Изменить стиль страницы

Это был почти невероятный торг между патриархами Кириллом и Иоанном, впоследствии получивший название «уния». К нему приложили руку и два папы: Целестин I, а после его кончины - Сикст III, который с самодовольством, граничащим с цинизмом, писал Иоанну: «Исход этого дела показал Тебе, что значит быть с Нами заодно». В память об Эфесском Соборе этот папа украсил перестроенную им церковь Санта Мария Маджоре мозаичными изображениями Мадонны.

Многие епископы вне сферы влияния Кирилла резко нападали на него, например, епископ Суксенсий из Диокеса-рии или Валериан из Тарса. Даже часть его приверженцев, среди которых был и ближайший сподвижник Акакий из Милитены Армянской, антипод Нестория, были настолько возмущены, что Кириллу пришлось выслушивать упреки, давать объяснения, в общем, страшно и беспардонно изворачиваться, чтобы не лишиться всех своих сторонников. Тем временем Иоанн, связанный с Несторием давней дружбой, оказался предателем. И вообще, антиохийцы все больше оказывались обвиняемыми, в то время как Кирилл и Александрия, как центр силы, торжествовали. Вскоре после того Феодосий II и Валентиниан III распорядились о сожжении всех трудов Нестория. «Посмотри же, возлюбленный брат мой, - так расхваливал «всемилостивейших и всехристианнейших императоров» папа Сикст, обращаясь к антиохийскому патриарху, - с какой чуткостью они посвятили себя делу религии; они неустанно размышляли и не думали ни о чем мирском, пока не потрудятся довольно во имя небесного… Они посвятили себя делу Того, кто никогда не отказывался потрудиться во благо их Империи. Они знают, что усердствуют для Того, кто вернет с щедрыми процентами.
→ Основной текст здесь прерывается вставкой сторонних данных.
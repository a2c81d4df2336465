//! End-to-end: a snapshot comes in, the aircraft animates across the
//! viewport at frame rate, survives the feed going quiet, and leaves the
//! registry when it reaches the boundary.

use engine::{Bounds, Config, Engine, EntityId, LonLat, Sample, Time};

fn config() -> Config {
    Config {
        bounds: Bounds::new(-0.5, 0.5, 50.5, 51.5).unwrap(),
        home: LonLat::new(0.0, 51.0),
        curve_probability: 0.0,
        ..Config::default()
    }
}

fn sample(id: &str) -> Sample {
    Sample {
        id: EntityId(id.to_string()),
        position: Some(LonLat::new(0.0, 51.0)),
        heading: 90.0,
        speed: Some(200.0),
        label: "BAW123".to_string(),
        color: None,
    }
}

// Below the 30fps target, so every tick is due.
const DT: f64 = 0.04;

#[test]
fn one_aircraft_crosses_and_exits() {
    let mut engine = Engine::new(config(), 800.0, 450.0, Some(42)).unwrap();
    engine.reconcile(&[sample("abc123")], Time::START);
    assert_eq!(engine.registry().len(), 1);

    let mut frames_seen = 0;
    let mut last_x = f64::NEG_INFINITY;
    let mut t = 0.0;
    while !engine.registry().is_empty() {
        t += DT;
        assert!(t < 120.0, "journey never completed");
        if let Some(frames) = engine.tick(Time::seconds(t)) {
            for frame in &frames {
                assert_eq!(frame.label, "BAW123");
                // Heading due east, so x only grows and stays on screen
                assert!(frame.pos.x >= last_x);
                assert!(frame.pos.x >= 0.0 && frame.pos.x <= 800.0 + 1e-6);
                assert!((frame.pos.y - 225.0).abs() < 1e-6);
                last_x = frame.pos.x;
                frames_seen += 1;
            }
        }
    }
    // Tens of seconds of animation from a single snapshot
    assert!(frames_seen > 100);
}

#[test]
fn feed_dropout_does_not_interrupt_the_journey() {
    let mut engine = Engine::new(config(), 800.0, 450.0, Some(42)).unwrap();
    engine.reconcile(&[sample("abc123")], Time::START);
    let exit_before = engine
        .registry()
        .get(&EntityId("abc123".to_string()))
        .unwrap()
        .trajectory
        .exit();

    // Two whole feed cycles pass without the aircraft being mentioned
    engine.tick(Time::seconds(5.0));
    engine.reconcile(&[], Time::seconds(15.0));
    engine.reconcile(&[], Time::seconds(30.0));
    engine.tick(Time::seconds(16.0));

    let entity = engine
        .registry()
        .get(&EntityId("abc123".to_string()))
        .expect("dropped sample truncated the animation");
    assert_eq!(entity.trajectory.exit(), exit_before);
}

#[test]
fn resize_rescales_without_restarting() {
    let mut engine = Engine::new(config(), 800.0, 450.0, Some(42)).unwrap();
    engine.reconcile(&[sample("abc123")], Time::START);

    let before = engine.tick(Time::seconds(1.0)).unwrap();
    engine.resize(1600.0, 900.0);
    let after = engine.tick(Time::seconds(1.0 + DT)).unwrap();

    // Same geographic journey, twice the pixels. The aircraft only moved a
    // fraction of a pixel between these two ticks.
    assert!((after[0].pos.x - 2.0 * before[0].pos.x).abs() < 5.0);
    assert!((after[0].pos.y - 2.0 * before[0].pos.y).abs() < 5.0);
}

#[test]
fn ticks_above_target_rate_are_throttled() {
    let mut engine = Engine::new(config(), 800.0, 450.0, Some(42)).unwrap();
    engine.reconcile(&[sample("abc123")], Time::START);

    assert!(engine.tick(Time::seconds(1.0)).is_some());
    assert!(engine.tick(Time::seconds(1.001)).is_none());
    assert!(engine.tick(Time::seconds(1.04)).is_some());
}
О том следует петь нам хвалу, что мы свидетели союза земных владык с Царем небесным».

Трон и алтарь! «Дай мне, о император, землю, очищенную от еретиков, и за это я дам тебе небо. Уничтожь вместе со мной верящих ложно, и я вместе с тобой уничтожу персов!» Так восклицал Несторий уже в своей первой проповеди. Тем временем, он сам оказался «еретиком» - и сокрушен. За исключением существующей в сирийском переводе «Liber Heraclidis» («Книги Гераклида»}, от него уцелели, в основном, фрагменты, хотя сам он и не был «несторианцем» и вовсе не выступал против формулы, которую вскоре провозгласили в Халкидоне как правоверную. До самого конца он заявлял о своем «правоверии» - уже его современники говорили о «трагедии Нестория». И по сей день не доказано, что он был «еретиком». Видные исследователи пытаются оправдать его. Историк догматики Рейнольд Зееберг/ Reinhold Seeberg, толкуя убеждения Нестория по «Книге Гераклида», в которой, кроме язвительной критики Кирилла, присутствует и собственная позиция Нестория, приходит к выводу; «На деле в этом учении нет ничего «еретического»… В конечном итоге, оно полностью совпадает с Львом и выводами Халкидона. Разница лишь в том, что последние ограничиваются общими обвинениями и утверждениями, в то время как Несторий столь же добросовестно опровергает своих противников, сколь и развивает свои собственные воззрения. Вряд ли является преувеличением, когда его книгу называют самым значительным и мудрым опытом разрешения христологической проблемы в истории ранней церкви». Насколько «еретическим» было его учение, пишет католик Франзен/ Franzen, «по сей день остается неясным». Прежде всего потому, что на этой стороне редко признаются в тяжких заблуждениях и преступлениях.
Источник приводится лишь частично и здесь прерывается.